| # | Topic |
|---|---|
| 01 | Likelihood |
| 02 | Information Entropy |
| 03 | Kullback-Leibler Divergence |
What is it? Why does it matter? How do we compute it?
Imagine you flip a coin 3 times and get: Heads, Heads, Tails
How likely is this if the coin is fair (p = 0.5)? What if p = 0.7?
Likelihood answers: given the data we observed, how plausible is each parameter value?
| Definition | |
|---|---|
| Probability | Parameter fixed → ask about data: \(P(\text{data} \mid \theta)\) |
| Likelihood | Data fixed → ask about parameter: \(L(\theta \mid \text{data})\) |
Warning
Likelihood is NOT a probability of the parameter — it is a function of the parameter given fixed data.
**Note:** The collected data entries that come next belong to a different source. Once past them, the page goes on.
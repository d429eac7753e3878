//! Daily rain rolls with per-season probabilities.
//!
//! Rain is decided once per in-game day. A rain day grows every crop on
//! the farm as though it had been watered. The roll is a seeded
//! `xorshift64` over `(world_seed, day)`, so the same seed always produces
//! the same sequence of rain days.

use roboranch_types::Season;
use serde::{Deserialize, Serialize};

/// Chance of rain per season, in whole percent.
#[derive(Debug, Clone, Copy, PartialEq, Eq, Serialize, Deserialize)]
pub struct RainChances {
    /// Spring chance.
    #[serde(default = "default_spring")]
    pub spring: u32,
    /// Summer chance.
    #[serde(default = "default_summer")]
    pub summer: u32,
    /// Autumn chance.
    #[serde(default = "default_autumn")]
    pub autumn: u32,
    /// Winter chance.
    #[serde(default = "default_winter")]
    pub winter: u32,
}

impl RainChances {
    /// Chance for `season`, capped at 100.
    pub fn for_season(&self, season: Season) -> u32 {
        let pct = match season {
            Season::Spring => self.spring,
            Season::Summer => self.summer,
            Season::Autumn => self.autumn,
            Season::Winter => self.winter,
        };
        pct.min(100)
    }
}

impl Default for RainChances {
    fn default() -> Self {
        Self {
            spring: default_spring(),
            summer: default_summer(),
            autumn: default_autumn(),
            winter: default_winter(),
        }
    }
}

const fn default_spring() -> u32 {
    22
}

const fn default_summer() -> u32 {
    12
}

const fn default_autumn() -> u32 {
    20
}

const fn default_winter() -> u32 {
    8
}

/// Deterministic rain generator.
#[derive(Debug, Clone, Copy, PartialEq, Eq)]
pub struct RainSystem {
    /// The world seed used to derive per-day randomness.
    world_seed: u64,
    /// Seasonal probabilities.
    chances: RainChances,
}

impl RainSystem {
    /// Create a rain system for a world seed.
    pub const fn new(world_seed: u64, chances: RainChances) -> Self {
        Self {
            world_seed,
            chances,
        }
    }

    /// Whether `day` is a rain day in `season`.
    pub fn is_rain_day(&self, day: u64, season: Season) -> bool {
        let pct = u64::from(self.chances.for_season(season));
        let roll = deterministic_random(self.world_seed, day)
            .checked_rem(100)
            .unwrap_or(0);
        roll < pct
    }

    /// Return the world seed.
    pub const fn world_seed(&self) -> u64 {
        self.world_seed
    }
}

/// Deterministic pseudo-random number generator using `xorshift64`.
///
/// Combines the world seed and a counter into a single state and runs one
/// round of `xorshift64`. The same inputs always produce the same output.
pub(crate) const fn deterministic_random(world_seed: u64, counter: u64) -> u64 {
    let mut state = world_seed.wrapping_add(counter.wrapping_mul(0x517c_c1b7_2722_0a95));

    // xorshift has a fixed point at zero.
    if state == 0 {
        state = 0xdead_beef_cafe_babe;
    }

    state ^= state << 13;
    state ^= state >> 7;
    state ^= state << 17;

    state
}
Same formula, different perspective!
For \(n\) independent observations:
\[L(\theta \mid x_1, \ldots, x_n) = \prod_{i=1}^n f(x_i \mid \theta)\]
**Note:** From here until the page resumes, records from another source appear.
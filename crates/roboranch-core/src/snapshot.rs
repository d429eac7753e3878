//! Save and resume a farm.
//!
//! [`capture`] turns a running [`SimulationState`] into a
//! [`SimulationSnapshot`]; [`restore`] rebuilds a state from one. Robot
//! stats are not stored: a restored robot picks up its model's current
//! stats from the config, and its script is recompiled from source.
//!
//! On disk a snapshot is pretty-printed JSON. [`save`] writes to a
//! sibling temp file and renames it over the target so a crash mid-write
//! never leaves a truncated save.

use std::path::{Path, PathBuf};

use chrono::Utc;
use roboranch_agents::{Fleet, Robot, SharedStock};
use roboranch_types::{SNAPSHOT_VERSION, SimulationSnapshot};
use roboranch_world::{FarmGrid, WorldError};
use tracing::{info, warn};

use crate::clock::{ClockError, FarmClock};
use crate::config::SimulationConfig;
use crate::tick::SimulationState;

/// Errors that can occur when saving or restoring a snapshot.
#[derive(Debug, thiserror::Error)]
pub enum SnapshotError {
    /// Reading or writing the save file failed.
    #[error("save file I/O error: {source}")]
    Io {
        /// The underlying I/O error.
        #[from]
        source: std::io::Error,
    },

    /// The save file is not valid snapshot JSON.
    #[error("save file JSON error: {source}")]
    Json {
        /// The underlying JSON error.
        #[from]
        source: serde_json::Error,
    },

    /// The stored grid is inconsistent.
    #[error("saved world is invalid: {source}")]
    World {
        /// The underlying world error.
        #[from]
        source: WorldError,
    },

    /// The stored clock does not fit the configured calendar.
    #[error("saved clock is invalid: {source}")]
    Clock {
        /// The underlying clock error.
        #[from]
        source: ClockError,
    },

    /// A saved robot's model is missing from the configured catalog.
    #[error("saved robot {robot} uses unknown model {model}")]
    UnknownModel {
        /// Robot display name.
        robot: String,
        /// The missing model key.
        model: String,
    },

    /// The snapshot was written by an incompatible format version.
    #[error("unsupported snapshot version {found} (expected {expected})")]
    UnsupportedVersion {
        /// Version found in the file.
        found: u32,
        /// Version this build reads.
        expected: u32,
    },
}

/// Capture the durable state of a running farm.
pub fn capture(state: &SimulationState) -> SimulationSnapshot {
    SimulationSnapshot {
        version: SNAPSHOT_VERSION,
        saved_at: Utc::now(),
        clock: state.clock.snapshot(),
        stock: state.stock.snapshot(),
        world: state.grid.snapshot(),
        robots: state.fleet.iter().map(Robot::snapshot).collect(),
        next_robot_number: state.fleet.next_number(),
    }
}

/// Rebuild a farm from a snapshot under `config`.
///
/// Paths, pending actions, and work timers are not stored, so every
/// robot resumes idle. Scripts that no longer compile are kept with their
/// error recorded.
///
/// # Errors
///
/// Returns a [`SnapshotError`] if the version is unsupported, the grid or
/// clock is inconsistent, or a robot's model is no longer configured.
pub fn restore(
    snapshot: SimulationSnapshot,
    config: SimulationConfig,
) -> Result<SimulationState, SnapshotError> {
    if snapshot.version != SNAPSHOT_VERSION {
        return Err(SnapshotError::UnsupportedVersion {
            found: snapshot.version,
            expected: SNAPSHOT_VERSION,
        });
    }

    let clock = FarmClock::restore(snapshot.clock, &config.time)?;
    let grid = FarmGrid::from_snapshot(snapshot.world)?;
    let stock = SharedStock::from_snapshot(snapshot.stock);

    // Scripts compile against the configured limits, so build the host
    // first and move the robots in afterwards.
    let mut state = SimulationState::from_parts(config, clock, grid, stock, Fleet::new(0));

    let mut robots = Vec::with_capacity(snapshot.robots.len());
    for saved in snapshot.robots {
        let Some(spec) = state.config.robots.models.get(&saved.model).cloned() else {
            return Err(SnapshotError::UnknownModel {
                robot: saved.name,
                model: saved.model,
            });
        };
        let robot = Robot::from_snapshot(saved, spec, &state.host);
        if let Some(error) = &robot.last_error {
            warn!(robot = %robot.name, error = %error, "Restored script does not compile");
        }
        robots.push(robot);
    }
    state.fleet = Fleet::from_parts(
        robots,
        snapshot.next_robot_number,
        state.config.fleet.max_robots,
    );

    info!(
        tick = state.clock.tick(),
        robots = state.fleet.len(),
        "Farm restored"
    );
    Ok(state)
}

/// Write a snapshot to `path` as JSON.
///
/// # Errors
///
/// Returns [`SnapshotError::Io`] or [`SnapshotError::Json`] on failure.
pub fn save(snapshot: &SimulationSnapshot, path: &Path) -> Result<(), SnapshotError> {
    let json = serde_json::to_string_pretty(snapshot)?;
    let tmp = temp_path(path);
    std::fs::write(&tmp, json)?;
    std::fs::rename(&tmp, path)?;
    Ok(())
}

/// Read a snapshot from `path`.
///
/// # Errors
///
/// Returns [`SnapshotError::Io`] if the file cannot be read, or
/// [`SnapshotError::Json`] if it does not parse.
pub fn load(path: &Path) -> Result<SimulationSnapshot, SnapshotError> {
    let json = std::fs::read_to_string(path)?;
    Ok(serde_json::from_str(&json)?)
}

fn temp_path(path: &Path) -> PathBuf {
    let mut name = path.file_name().unwrap_or_default().to_os_string();
    name.push(".tmp");
    path.with_file_name(name)
}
\[\ell(\theta) = \log L = \sum_{i=1}^n \log f(x_i \mid \theta)\]
Why use log?
Find \(\hat\theta\) that maximises \(L(\theta \mid \text{data})\).
Usually solve:
\[\frac{d}{d\theta}\,\ell(\theta) = 0\]
This gives the “best fit” parameter.
📌 You flip a coin 5 times and observe: H H H T H (4 Heads, 1 Tail)
Goal: estimate \(p\) = probability of Heads
Each flip is modelled as Bernoulli(\(p\)): \(P(H) = p\), \(\quad P(T) = 1 - p\)
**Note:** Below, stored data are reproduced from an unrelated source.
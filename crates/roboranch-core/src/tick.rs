//! Tick cycle: the fixed-step loop that drives the RoboRanch simulation.
//!
//! Each tick runs through these phases:
//!
//! 1. **Clock** -- advance the clock; on a new day, roll the day's rain.
//!
//! 2. **Growth** -- every `growth_pass_interval` ticks, grow watered crops.
//!
//! 3. **Robots** -- update every robot in fleet order. Each robot's update
//!    runs to completion before the next one starts, so a tile changed by
//!    one robot is already changed when the next robot looks at it:
//!    - an action timer counts down (draining the battery) and nothing
//!      else happens to the robot this tick;
//!    - on the home tile the battery charges and carried crops go to the
//!      shared stockpile;
//!    - a low scavenger eats a nearby ready crop;
//!    - a robot with a path moves along it;
//!    - an idle robot counts up its work timer and is dispatched when the
//!      timer comes due.
//!
//! The tick cycle is deterministic given the same initial state and the
//! same commands.

use roboranch_agents::actions::tick_pending;
use roboranch_agents::{
    ActionEffect, ExecutionContext, Fleet, Multipliers, Robot, SharedStock, effective_work_delay,
    scale, step_drain, tick_advance,
};
use roboranch_script::ScriptHost;
use roboranch_types::{Delivery, HarvestEvent, RobotId, RobotState, RobotStatus, Season};
use roboranch_world::{FarmGrid, GrowthReport, RainSystem, farming, growth_pass, search};
use tracing::{debug, info};

use crate::clock::{ClockError, FarmClock};
use crate::config::SimulationConfig;
use crate::dispatch::{DispatchContext, DispatchOutcome, dispatch};

/// Errors that can occur during tick execution.
#[derive(Debug, thiserror::Error)]
pub enum TickError {
    /// A clock operation failed.
    #[error("clock error: {source}")]
    Clock {
        /// The underlying clock error.
        #[from]
        source: ClockError,
    },
}

/// Summary of a single tick's execution.
#[derive(Debug, Clone, PartialEq, Eq)]
pub struct TickSummary {
    /// The tick number that was executed.
    pub tick: u64,
    /// Day number during this tick.
    pub day: u64,
    /// The season during this tick.
    pub season: Season,
    /// Whether today is a rain day.
    pub rain_day: bool,
    /// Whether this tick started a new day.
    pub new_day: bool,
    /// Growth pass results, on ticks that ran one.
    pub growth: Option<GrowthReport>,
    /// Crops harvested into robot inventories.
    pub harvests: Vec<HarvestEvent>,
    /// Crops moved from robots into the shared stockpile.
    pub deliveries: Vec<Delivery>,
    /// Ready crops eaten by scavengers for power.
    pub scavenged: u32,
    /// Robots whose custom script failed this tick, with the error.
    pub script_errors: Vec<(RobotId, String)>,
    /// Robots deployed at end of tick.
    pub robots: u32,
}

/// The mutable simulation state passed through the tick cycle.
#[derive(Debug)]
pub struct SimulationState {
    /// The farm clock.
    pub clock: FarmClock,
    /// The farm.
    pub grid: FarmGrid,
    /// The owner's shared seeds and crops.
    pub stock: SharedStock,
    /// Every deployed robot, in processing order.
    pub fleet: Fleet,
    /// Configuration the simulation was started with.
    pub config: SimulationConfig,
    /// Daily rain roll.
    pub rain: RainSystem,
    /// Sandbox for custom scripts.
    pub host: ScriptHost,
    /// Performance modifiers granted by the economy.
    pub multipliers: Multipliers,
}

impl SimulationState {
    /// Assemble a simulation at tick 0 around an existing farm and
    /// stockpile, with no robots.
    ///
    /// # Errors
    ///
    /// Returns [`ClockError::InvalidConfig`] if the calendar settings are
    /// invalid.
    pub fn new(
        config: SimulationConfig,
        grid: FarmGrid,
        stock: SharedStock,
    ) -> Result<Self, ClockError> {
        let clock = FarmClock::new(&config.time)?;
        let fleet = Fleet::new(config.fleet.max_robots);
        Ok(Self::from_parts(config, clock, grid, stock, fleet))
    }

    /// Assemble a simulation from already-built parts.
    pub fn from_parts(
        config: SimulationConfig,
        clock: FarmClock,
        grid: FarmGrid,
        stock: SharedStock,
        fleet: Fleet,
    ) -> Self {
        let rain = RainSystem::new(config.world.seed, config.time.rain);
        let host = ScriptHost::new(config.scripting);
        Self {
            clock,
            grid,
            stock,
            fleet,
            config,
            rain,
            host,
            multipliers: Multipliers::default(),
        }
    }

    /// Operator-facing status of every robot, in fleet order.
    pub fn robot_statuses(&self) -> Vec<RobotStatus> {
        self.fleet.iter().map(Robot::status).collect()
    }
}

/// Per-tick values shared by every robot update.
struct RobotTick<'a> {
    tick: u64,
    grid: &'a mut FarmGrid,
    stock: &'a mut SharedStock,
    config: &'a SimulationConfig,
    host: &'a ScriptHost,
    multipliers: Multipliers,
}

/// Execute a single tick of the simulation.
pub fn run_tick(state: &mut SimulationState) -> Result<TickSummary, TickError> {
    // --- Phase 1: Clock ---
    let new_day = state.clock.advance()?;
    let tick = state.clock.tick();
    let season = state.clock.season();
    if new_day {
        let rain_day = state.rain.is_rain_day(state.clock.day(), season);
        state.clock.set_rain_day(rain_day);
        info!(
            tick,
            day = state.clock.day(),
            season = ?season,
            rain_day,
            "New day"
        );
    }
    let rain_day = state.clock.is_rain_day();

    // --- Phase 2: Growth ---
    let settings = state.config.time.growth_settings();
    let growth = if tick.checked_rem(settings.pass_interval) == Some(0) {
        Some(growth_pass(
            &mut state.grid,
            &state.config.crops,
            settings,
            season,
            rain_day,
        ))
    } else {
        None
    };

    // --- Phase 3: Robots ---
    let mut summary = TickSummary {
        tick,
        day: state.clock.day(),
        season,
        rain_day,
        new_day,
        growth,
        harvests: Vec::new(),
        deliveries: Vec::new(),
        scavenged: 0,
        script_errors: Vec::new(),
        robots: 0,
    };
    let mut ctx = RobotTick {
        tick,
        grid: &mut state.grid,
        stock: &mut state.stock,
        config: &state.config,
        host: &state.host,
        multipliers: state.multipliers,
    };
    for robot in state.fleet.iter_mut() {
        update_robot(robot, &mut ctx, &mut summary);
    }
    summary.robots = u32::try_from(state.fleet.len()).unwrap_or(u32::MAX);

    let every = state.config.logging.summary_every_ticks;
    if every > 0 && tick.checked_rem(every) == Some(0) {
        info!(
            tick,
            day = summary.day,
            season = ?summary.season,
            robots = summary.robots,
            crops = state.grid.crop_count(),
            "Tick summary"
        );
    }

    Ok(summary)
}

/// Advance one robot by one tick.
fn update_robot(robot: &mut Robot, ctx: &mut RobotTick<'_>, summary: &mut TickSummary) {
    let battery = ctx.config.robots.battery;
    let drain_permille = ctx.multipliers.battery_drain_permille;

    // Action timer.
    if robot.pending.is_some() {
        robot.battery.drain(scale(robot.spec.drain_milli, drain_permille));
        let mut exec = ExecutionContext {
            grid: &mut *ctx.grid,
            stock: &mut *ctx.stock,
            catalog: &ctx.config.crops,
            tick: ctx.tick,
        };
        if let Some(ActionEffect::Harvested(event)) = tick_pending(robot, &mut exec) {
            debug!(
                robot = %robot.name,
                species = %event.species,
                quantity = event.quantity,
                "Crop harvested"
            );
            summary.harvests.push(event);
        }
        return;
    }

    // Charging.
    if robot.is_home() {
        let per_tick = robot
            .spec
            .charge_milli
            .checked_div(ctx.config.time.ticks_per_second)
            .unwrap_or(0);
        robot.battery.charge(per_tick);
    }
    if robot.needs_recharge
        && (robot.battery.is_full() || !robot.battery.at_or_below_pct(battery.resume_pct))
    {
        robot.needs_recharge = false;
        debug!(robot = %robot.name, battery_pct = robot.battery.pct(), "Robot recharged");
    }

    // Scavenging.
    if robot.spec.can_scavenge && robot.battery.at_or_below_pct(battery.scavenge_threshold_pct) {
        let radius = robot.search_radius(robot.spec.default_radius);
        let eaten = search::first_ready_crop(ctx.grid, robot.position, radius)
            .and_then(|pos| farming::take_ready_crop(ctx.grid, pos).map(|_| pos));
        if let Some(pos) = eaten {
            robot.battery.restore_pct(battery.scavenge_restore_pct);
            summary.scavenged = summary.scavenged.saturating_add(1);
            debug!(robot = %robot.name, x = pos.x, y = pos.y, "Crop eaten for power");
        }
    }

    // Delivery.
    if robot.is_home() {
        for (species, quantity) in robot.inventory.take_all_crops() {
            if quantity == 0 {
                continue;
            }
            ctx.stock.add_crops(&species, quantity);
            debug!(robot = %robot.name, species = %species, quantity, "Crops delivered");
            summary.deliveries.push(Delivery {
                tick: ctx.tick,
                robot_id: robot.id,
                species,
                quantity,
            });
        }
    }

    // Movement.
    if robot.movement.is_moving() {
        let advance = tick_advance(
            robot.spec.speed_milli,
            ctx.multipliers.speed_permille,
            ctx.config.time.ticks_per_second,
        );
        if let Some(pos) = robot.movement.advance(advance) {
            robot.position = pos;
            robot.battery.drain(step_drain(
                robot.spec.drain_milli,
                battery.step_drain_permille,
                drain_permille,
            ));
        }
        robot.state = RobotState::Moving;
        return;
    }

    // Dispatch.
    robot.settle_idle_state(battery.charging_label_pct);
    robot.work_timer = robot.work_timer.saturating_add(1);
    let delay = effective_work_delay(
        ctx.config.robots.work_delay,
        ctx.multipliers.work_delay_permille,
    );
    if robot.work_timer < delay {
        return;
    }
    robot.work_timer = 0;

    let mut dispatch_ctx = DispatchContext {
        grid: &mut *ctx.grid,
        stock: &mut *ctx.stock,
        host: ctx.host,
        catalog: &ctx.config.crops,
        tuning: &ctx.config.robots.actions,
        max_expansions: ctx.config.robots.max_path_expansions,
    };
    if let DispatchOutcome::ScriptFailed { error } = dispatch(robot, &mut dispatch_ctx) {
        summary.script_errors.push((robot.id, error));
    }
    if robot.pending.is_some() {
        robot.state = RobotState::Working;
    } else if robot.movement.is_moving() {
        robot.state = RobotState::Moving;
    }
}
\[L(p) = p \times p \times p \times (1-p) \times p = p^4(1-p)^1\]
Taking the log:
\[\ell(p) = 4\log(p) + 1\log(1-p)\]
\[\frac{d\ell}{dp} = \frac{4}{p} - \frac{1}{1-p} = 0\]
\[4(1-p) = p \quad\Rightarrow\quad \hat{p} = \frac{4}{5} = 0.8\]
Tip
MLE Answer: \(\hat{p} = 0.8\) — Intuitively correct! 4 out of 5 flips were Heads.
Assume errors \(\sim \mathcal{N}(0,\sigma^2)\)
\[L(\beta,\sigma \mid y) = \prod_i \frac{1}{\sqrt{2\pi\sigma^2}} \exp\!\left(-\frac{(y_i - x_i^\top\beta)^2}{2\sigma^2}\right)\]
Log-Likelihood:
\[\ell = -\frac{n}{2}\log(2\pi) - \frac{n}{2}\log(\sigma^2) - \frac{1}{2\sigma^2}\sum(y_i - x_i^\top\beta)^2\]
Maximising \(\ell\) w.r.t. \(\beta\) is equivalent to minimising:
\[\sum(y_i - x_i^\top\beta)^2\]
Note
OLS = MLE under normality!
Binary outcome \(y_i \in \{0,1\}\), with:
\[\pi_i = P(y_i=1) = \frac{1}{1+e^{-x_i^\top\beta}}\]
Likelihood:
\[L(\beta \mid y) = \prod_i \pi_i^{y_i}(1-\pi_i)^{1-y_i}\]
Log-Likelihood:
\[\ell(\beta) = \sum_i \bigl[y_i\log(\pi_i) + (1-y_i)\log(1-\pi_i)\bigr]\]
Unlike linear regression, there is no closed-form solution.
We use numerical optimisation:
The algorithm maximises \(\ell(\beta)\) iteratively.
📌 Predict Pass/Fail from hours studied. \(\beta_0 = -3\), \(\beta_1 = 1.5\)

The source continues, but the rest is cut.